Exercise data =
== == ==
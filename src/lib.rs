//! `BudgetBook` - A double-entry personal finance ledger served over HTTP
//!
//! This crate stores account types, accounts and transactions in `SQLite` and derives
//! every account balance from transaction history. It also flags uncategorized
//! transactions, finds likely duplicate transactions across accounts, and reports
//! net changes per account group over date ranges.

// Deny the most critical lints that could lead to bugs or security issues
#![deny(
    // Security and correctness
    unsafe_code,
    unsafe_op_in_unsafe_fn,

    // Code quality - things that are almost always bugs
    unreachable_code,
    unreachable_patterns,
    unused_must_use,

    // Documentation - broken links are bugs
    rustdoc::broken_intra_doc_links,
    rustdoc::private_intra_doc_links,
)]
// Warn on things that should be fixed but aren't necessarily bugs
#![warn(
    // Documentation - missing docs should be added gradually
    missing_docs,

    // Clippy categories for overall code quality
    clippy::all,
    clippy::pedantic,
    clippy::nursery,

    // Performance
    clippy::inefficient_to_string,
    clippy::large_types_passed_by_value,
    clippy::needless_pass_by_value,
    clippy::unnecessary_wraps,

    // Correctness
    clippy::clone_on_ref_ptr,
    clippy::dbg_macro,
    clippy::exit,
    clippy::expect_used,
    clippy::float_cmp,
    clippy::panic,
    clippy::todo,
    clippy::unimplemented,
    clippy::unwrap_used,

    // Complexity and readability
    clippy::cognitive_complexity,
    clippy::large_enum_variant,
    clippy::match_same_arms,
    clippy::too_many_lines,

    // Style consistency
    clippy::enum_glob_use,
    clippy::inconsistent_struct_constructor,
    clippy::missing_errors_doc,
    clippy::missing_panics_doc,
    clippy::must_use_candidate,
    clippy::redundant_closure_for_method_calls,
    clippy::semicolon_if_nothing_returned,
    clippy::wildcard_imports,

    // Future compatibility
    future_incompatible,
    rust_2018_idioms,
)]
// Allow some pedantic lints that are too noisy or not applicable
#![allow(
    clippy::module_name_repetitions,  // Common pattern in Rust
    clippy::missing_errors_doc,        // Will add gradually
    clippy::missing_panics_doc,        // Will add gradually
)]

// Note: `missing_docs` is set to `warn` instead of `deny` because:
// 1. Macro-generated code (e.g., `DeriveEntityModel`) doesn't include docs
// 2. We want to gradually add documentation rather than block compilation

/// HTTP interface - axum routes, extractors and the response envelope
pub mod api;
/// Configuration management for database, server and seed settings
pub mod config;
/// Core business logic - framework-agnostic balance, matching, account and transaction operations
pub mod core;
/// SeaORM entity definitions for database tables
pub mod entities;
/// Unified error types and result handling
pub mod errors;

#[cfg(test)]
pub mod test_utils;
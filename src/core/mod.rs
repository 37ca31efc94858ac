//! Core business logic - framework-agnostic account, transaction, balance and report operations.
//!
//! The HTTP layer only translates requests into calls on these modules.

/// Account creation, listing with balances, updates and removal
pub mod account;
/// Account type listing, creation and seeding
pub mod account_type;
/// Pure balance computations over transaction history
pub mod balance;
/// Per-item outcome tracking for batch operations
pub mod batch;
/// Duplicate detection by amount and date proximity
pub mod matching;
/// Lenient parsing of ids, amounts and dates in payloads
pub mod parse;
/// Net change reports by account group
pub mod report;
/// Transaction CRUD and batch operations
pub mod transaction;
== == ==
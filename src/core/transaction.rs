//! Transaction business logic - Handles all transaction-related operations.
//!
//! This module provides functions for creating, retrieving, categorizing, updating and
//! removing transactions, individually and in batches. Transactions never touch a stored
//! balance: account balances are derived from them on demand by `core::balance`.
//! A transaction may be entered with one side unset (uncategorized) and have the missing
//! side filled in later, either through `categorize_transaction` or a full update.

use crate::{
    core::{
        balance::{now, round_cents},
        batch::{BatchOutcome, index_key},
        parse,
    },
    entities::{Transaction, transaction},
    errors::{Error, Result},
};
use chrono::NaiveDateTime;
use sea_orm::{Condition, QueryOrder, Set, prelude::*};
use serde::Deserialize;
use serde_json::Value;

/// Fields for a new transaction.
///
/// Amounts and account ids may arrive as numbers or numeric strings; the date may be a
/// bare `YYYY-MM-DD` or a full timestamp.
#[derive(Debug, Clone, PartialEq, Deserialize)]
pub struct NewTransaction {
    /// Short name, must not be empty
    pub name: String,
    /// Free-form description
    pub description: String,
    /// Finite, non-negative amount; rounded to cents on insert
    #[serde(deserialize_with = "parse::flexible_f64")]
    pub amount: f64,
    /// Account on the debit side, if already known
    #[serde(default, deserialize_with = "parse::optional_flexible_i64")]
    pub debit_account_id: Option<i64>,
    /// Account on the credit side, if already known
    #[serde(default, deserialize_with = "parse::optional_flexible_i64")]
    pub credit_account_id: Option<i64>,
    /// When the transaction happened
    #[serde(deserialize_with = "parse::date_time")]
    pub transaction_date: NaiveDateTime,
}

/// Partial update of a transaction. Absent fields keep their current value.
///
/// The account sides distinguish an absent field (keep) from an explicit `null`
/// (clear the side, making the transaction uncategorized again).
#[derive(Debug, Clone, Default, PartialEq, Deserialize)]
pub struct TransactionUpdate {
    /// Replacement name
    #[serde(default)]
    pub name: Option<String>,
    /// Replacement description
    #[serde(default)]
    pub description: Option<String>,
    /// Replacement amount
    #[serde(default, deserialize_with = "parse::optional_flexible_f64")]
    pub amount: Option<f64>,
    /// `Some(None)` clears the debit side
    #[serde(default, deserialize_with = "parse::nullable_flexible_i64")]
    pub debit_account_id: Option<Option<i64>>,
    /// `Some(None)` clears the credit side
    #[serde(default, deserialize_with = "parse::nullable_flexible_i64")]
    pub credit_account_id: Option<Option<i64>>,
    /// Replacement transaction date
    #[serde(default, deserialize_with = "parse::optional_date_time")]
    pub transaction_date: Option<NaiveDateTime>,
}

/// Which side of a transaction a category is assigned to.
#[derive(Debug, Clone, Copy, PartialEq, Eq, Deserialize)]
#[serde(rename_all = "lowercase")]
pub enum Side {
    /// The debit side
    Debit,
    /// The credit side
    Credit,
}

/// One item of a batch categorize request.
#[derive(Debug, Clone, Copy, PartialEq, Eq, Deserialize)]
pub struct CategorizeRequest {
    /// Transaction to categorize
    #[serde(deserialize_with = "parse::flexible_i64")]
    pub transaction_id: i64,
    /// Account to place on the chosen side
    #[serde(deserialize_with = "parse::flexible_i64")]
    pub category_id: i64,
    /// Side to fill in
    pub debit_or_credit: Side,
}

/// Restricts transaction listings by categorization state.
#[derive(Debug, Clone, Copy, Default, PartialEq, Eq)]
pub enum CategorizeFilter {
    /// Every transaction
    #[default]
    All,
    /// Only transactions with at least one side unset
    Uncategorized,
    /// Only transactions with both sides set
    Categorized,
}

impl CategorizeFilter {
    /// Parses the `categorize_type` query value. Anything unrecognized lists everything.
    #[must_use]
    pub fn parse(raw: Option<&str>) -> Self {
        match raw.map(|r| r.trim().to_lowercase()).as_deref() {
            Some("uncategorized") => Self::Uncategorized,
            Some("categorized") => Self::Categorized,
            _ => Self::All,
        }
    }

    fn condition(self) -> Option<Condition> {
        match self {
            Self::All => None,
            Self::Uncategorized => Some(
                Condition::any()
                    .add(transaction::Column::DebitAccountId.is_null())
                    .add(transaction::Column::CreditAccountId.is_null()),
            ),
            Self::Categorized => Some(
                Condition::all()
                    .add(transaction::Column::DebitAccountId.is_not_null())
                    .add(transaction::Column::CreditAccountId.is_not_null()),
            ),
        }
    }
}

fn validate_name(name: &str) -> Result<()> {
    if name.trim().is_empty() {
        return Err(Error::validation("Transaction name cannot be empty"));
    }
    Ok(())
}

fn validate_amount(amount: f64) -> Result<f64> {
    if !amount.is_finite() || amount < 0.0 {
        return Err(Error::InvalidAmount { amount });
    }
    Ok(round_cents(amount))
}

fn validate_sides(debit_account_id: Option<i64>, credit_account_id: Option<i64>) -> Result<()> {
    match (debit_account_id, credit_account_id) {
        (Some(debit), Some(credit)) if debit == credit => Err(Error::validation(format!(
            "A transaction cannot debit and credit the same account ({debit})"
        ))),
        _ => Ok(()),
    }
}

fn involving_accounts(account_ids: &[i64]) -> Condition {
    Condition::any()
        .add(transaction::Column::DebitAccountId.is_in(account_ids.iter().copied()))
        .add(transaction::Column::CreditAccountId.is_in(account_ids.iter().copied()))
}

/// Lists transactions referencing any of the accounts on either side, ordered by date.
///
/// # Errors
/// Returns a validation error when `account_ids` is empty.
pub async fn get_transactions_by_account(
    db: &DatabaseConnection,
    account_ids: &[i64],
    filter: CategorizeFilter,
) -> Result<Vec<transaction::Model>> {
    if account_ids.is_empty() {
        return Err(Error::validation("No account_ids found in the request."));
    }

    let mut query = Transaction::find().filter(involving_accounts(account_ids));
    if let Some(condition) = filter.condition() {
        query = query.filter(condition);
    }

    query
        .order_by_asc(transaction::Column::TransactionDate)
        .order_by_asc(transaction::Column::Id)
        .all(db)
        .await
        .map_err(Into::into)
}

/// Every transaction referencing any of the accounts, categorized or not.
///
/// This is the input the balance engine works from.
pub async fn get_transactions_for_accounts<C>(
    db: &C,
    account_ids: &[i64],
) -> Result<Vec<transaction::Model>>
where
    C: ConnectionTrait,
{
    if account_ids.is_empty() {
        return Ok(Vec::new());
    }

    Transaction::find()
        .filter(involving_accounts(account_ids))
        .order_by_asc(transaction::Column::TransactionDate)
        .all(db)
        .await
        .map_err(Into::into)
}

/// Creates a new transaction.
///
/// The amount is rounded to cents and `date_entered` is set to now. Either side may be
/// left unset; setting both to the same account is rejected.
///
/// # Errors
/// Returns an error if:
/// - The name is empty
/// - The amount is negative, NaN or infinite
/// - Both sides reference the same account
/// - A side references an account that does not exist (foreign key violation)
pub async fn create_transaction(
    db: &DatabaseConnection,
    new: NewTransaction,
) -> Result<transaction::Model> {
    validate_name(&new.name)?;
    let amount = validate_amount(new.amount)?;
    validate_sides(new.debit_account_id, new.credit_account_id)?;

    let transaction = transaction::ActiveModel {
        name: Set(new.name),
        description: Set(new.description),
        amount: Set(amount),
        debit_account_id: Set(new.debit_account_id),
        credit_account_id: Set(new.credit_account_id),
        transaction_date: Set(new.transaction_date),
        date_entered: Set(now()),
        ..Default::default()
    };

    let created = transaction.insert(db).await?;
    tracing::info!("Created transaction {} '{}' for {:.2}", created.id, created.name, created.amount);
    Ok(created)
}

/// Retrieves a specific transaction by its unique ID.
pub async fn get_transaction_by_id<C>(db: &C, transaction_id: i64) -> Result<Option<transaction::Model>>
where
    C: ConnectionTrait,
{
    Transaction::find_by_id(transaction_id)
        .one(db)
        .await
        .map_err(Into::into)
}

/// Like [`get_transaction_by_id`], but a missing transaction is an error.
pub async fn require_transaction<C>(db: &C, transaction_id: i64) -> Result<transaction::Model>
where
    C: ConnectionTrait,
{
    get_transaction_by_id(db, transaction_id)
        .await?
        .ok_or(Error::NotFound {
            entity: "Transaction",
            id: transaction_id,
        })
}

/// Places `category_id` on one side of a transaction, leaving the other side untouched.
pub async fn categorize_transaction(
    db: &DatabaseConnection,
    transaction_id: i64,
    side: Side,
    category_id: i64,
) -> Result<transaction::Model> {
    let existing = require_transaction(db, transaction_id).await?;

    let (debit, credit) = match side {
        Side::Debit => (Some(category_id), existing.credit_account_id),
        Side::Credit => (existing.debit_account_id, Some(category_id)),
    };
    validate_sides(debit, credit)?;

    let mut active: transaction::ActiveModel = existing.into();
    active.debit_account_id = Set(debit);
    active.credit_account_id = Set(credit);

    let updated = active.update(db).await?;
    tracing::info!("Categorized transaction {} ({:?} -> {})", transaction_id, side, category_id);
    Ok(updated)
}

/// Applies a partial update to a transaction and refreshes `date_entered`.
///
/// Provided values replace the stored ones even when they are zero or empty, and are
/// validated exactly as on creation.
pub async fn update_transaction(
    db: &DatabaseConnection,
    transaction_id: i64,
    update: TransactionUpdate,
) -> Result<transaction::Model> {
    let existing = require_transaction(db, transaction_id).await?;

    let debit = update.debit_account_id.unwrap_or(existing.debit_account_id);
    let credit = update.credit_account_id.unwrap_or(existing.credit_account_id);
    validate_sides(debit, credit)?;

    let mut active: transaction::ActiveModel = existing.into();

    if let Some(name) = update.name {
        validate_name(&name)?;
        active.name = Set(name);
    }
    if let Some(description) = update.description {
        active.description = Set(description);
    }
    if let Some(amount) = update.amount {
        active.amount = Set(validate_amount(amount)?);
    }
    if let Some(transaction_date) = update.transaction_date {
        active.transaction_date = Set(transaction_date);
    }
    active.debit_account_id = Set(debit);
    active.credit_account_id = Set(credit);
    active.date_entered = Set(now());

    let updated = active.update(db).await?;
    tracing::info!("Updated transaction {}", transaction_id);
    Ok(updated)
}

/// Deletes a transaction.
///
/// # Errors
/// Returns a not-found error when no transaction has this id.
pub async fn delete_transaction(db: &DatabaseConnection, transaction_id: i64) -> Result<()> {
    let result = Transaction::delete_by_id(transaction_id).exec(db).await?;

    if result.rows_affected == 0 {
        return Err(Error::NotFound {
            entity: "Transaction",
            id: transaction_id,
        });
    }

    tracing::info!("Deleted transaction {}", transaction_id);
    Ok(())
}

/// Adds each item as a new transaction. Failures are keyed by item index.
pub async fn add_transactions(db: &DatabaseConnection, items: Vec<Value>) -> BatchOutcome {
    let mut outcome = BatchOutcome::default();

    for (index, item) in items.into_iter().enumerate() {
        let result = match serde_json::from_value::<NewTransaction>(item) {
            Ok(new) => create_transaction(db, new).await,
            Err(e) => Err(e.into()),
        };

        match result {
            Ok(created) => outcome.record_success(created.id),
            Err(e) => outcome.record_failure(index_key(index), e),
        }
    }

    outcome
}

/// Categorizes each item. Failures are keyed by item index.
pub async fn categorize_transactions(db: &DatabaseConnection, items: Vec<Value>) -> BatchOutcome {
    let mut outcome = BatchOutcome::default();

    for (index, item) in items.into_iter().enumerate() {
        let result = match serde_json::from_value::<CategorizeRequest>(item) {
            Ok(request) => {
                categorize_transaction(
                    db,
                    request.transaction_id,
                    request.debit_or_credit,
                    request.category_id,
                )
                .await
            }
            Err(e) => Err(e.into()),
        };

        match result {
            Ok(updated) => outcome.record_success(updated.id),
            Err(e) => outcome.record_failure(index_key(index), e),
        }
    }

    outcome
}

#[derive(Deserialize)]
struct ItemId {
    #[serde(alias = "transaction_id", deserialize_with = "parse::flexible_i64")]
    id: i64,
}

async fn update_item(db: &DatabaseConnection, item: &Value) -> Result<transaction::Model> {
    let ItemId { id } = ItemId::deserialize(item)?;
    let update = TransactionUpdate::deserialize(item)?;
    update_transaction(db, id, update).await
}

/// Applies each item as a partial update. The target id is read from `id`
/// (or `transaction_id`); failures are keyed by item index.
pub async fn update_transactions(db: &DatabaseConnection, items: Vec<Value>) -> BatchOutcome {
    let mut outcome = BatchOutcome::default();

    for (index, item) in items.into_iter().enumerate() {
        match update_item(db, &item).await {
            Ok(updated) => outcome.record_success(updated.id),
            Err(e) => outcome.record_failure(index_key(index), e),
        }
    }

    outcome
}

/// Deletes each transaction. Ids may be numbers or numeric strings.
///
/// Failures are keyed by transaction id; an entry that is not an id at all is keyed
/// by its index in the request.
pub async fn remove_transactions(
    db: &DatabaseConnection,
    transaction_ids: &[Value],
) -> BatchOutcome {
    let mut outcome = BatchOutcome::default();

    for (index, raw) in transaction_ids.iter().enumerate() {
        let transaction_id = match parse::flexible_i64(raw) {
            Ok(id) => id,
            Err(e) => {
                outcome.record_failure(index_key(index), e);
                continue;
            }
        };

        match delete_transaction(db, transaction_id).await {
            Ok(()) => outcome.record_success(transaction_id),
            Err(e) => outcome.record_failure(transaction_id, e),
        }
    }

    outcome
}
== == ==
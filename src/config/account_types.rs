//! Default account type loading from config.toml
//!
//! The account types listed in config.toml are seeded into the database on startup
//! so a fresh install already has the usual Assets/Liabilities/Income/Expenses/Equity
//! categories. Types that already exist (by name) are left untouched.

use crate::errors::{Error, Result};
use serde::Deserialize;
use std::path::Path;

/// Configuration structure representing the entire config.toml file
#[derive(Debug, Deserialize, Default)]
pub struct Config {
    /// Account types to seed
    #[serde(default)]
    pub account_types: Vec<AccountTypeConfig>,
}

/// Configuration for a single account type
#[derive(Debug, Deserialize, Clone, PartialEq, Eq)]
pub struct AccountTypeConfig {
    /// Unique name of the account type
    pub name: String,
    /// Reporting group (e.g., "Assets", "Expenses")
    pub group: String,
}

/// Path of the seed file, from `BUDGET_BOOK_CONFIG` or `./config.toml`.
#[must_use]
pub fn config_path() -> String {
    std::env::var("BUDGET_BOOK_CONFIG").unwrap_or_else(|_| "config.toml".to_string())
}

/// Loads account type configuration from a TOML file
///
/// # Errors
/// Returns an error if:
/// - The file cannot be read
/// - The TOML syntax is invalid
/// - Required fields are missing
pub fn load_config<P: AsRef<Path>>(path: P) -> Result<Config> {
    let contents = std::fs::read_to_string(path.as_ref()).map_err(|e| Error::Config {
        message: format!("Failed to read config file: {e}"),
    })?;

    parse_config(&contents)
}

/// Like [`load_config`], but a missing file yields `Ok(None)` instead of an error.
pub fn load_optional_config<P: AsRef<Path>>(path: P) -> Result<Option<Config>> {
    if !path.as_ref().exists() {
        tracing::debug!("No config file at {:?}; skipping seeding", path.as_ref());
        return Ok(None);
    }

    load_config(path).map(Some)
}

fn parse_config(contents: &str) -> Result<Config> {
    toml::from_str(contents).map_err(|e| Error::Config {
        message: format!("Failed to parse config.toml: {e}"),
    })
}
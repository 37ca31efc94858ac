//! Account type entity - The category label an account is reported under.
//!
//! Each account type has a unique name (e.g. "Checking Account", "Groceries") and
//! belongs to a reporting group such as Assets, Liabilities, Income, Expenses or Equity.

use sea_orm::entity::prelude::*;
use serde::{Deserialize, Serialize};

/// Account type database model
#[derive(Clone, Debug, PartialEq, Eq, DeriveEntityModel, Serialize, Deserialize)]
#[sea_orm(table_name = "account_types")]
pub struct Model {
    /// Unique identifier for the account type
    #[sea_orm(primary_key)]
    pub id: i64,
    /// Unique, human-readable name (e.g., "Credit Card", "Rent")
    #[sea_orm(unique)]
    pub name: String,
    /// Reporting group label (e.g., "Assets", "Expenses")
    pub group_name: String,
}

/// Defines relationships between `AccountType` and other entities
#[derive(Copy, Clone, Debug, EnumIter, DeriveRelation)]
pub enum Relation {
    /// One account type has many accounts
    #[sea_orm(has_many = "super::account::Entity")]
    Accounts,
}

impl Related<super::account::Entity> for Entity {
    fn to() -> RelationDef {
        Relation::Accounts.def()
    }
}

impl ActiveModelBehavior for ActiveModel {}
== == ==
Starting at the line that contains "filename src/lib.rs" and stopping after the line that contains "accounts, and reports", write out every line exactly as it appears above, and no other line.

filename src/lib.rs
//! `BudgetBook` - A double-entry personal finance ledger served over HTTP
//!
//! This crate stores account types, accounts and transactions in `SQLite` and derives
//! every account balance from transaction history. It also flags uncategorized
//! transactions, finds likely duplicate transactions across accounts, and reports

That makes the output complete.